• ASSIGNED TASK
Work out how many lines in the data hold the word "config", and reply with that number only.

• DATA UNDER STUDY
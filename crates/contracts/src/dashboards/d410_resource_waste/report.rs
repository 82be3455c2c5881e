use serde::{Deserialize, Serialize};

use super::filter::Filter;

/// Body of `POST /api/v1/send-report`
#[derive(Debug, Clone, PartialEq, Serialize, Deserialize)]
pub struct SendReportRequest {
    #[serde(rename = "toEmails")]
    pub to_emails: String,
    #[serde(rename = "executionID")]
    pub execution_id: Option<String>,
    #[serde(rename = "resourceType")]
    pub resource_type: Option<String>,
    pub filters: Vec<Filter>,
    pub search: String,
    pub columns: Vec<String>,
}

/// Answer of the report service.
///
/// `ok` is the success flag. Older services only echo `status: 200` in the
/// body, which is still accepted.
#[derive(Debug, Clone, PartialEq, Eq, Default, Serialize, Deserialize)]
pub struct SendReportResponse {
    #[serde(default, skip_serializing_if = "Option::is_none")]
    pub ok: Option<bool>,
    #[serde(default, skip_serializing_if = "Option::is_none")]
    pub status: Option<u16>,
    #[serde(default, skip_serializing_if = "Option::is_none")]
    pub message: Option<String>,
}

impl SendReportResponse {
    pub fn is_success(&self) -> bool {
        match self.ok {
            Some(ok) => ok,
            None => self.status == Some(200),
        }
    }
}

...

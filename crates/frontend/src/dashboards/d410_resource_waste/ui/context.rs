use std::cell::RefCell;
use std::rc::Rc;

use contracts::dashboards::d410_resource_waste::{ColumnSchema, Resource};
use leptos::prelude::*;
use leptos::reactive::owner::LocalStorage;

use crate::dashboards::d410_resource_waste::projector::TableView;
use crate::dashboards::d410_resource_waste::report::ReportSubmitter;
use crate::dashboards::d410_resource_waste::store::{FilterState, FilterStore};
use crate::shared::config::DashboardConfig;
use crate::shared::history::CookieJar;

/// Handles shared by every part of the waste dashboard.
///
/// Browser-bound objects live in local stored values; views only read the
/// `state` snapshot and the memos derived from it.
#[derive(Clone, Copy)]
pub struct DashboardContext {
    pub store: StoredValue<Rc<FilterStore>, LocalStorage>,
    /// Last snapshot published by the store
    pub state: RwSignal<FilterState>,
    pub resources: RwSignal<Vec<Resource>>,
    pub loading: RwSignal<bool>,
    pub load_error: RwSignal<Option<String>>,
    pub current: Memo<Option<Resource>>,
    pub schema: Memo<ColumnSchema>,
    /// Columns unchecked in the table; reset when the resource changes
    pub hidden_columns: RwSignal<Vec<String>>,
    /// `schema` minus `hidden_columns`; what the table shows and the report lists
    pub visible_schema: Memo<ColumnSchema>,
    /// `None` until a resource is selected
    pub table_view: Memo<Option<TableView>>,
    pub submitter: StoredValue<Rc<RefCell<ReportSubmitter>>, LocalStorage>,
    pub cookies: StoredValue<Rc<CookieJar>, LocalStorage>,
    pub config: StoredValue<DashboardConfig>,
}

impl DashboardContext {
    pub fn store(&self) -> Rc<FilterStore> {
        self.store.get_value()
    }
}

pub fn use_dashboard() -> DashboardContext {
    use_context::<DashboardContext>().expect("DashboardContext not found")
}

• RESPONSE AREA
2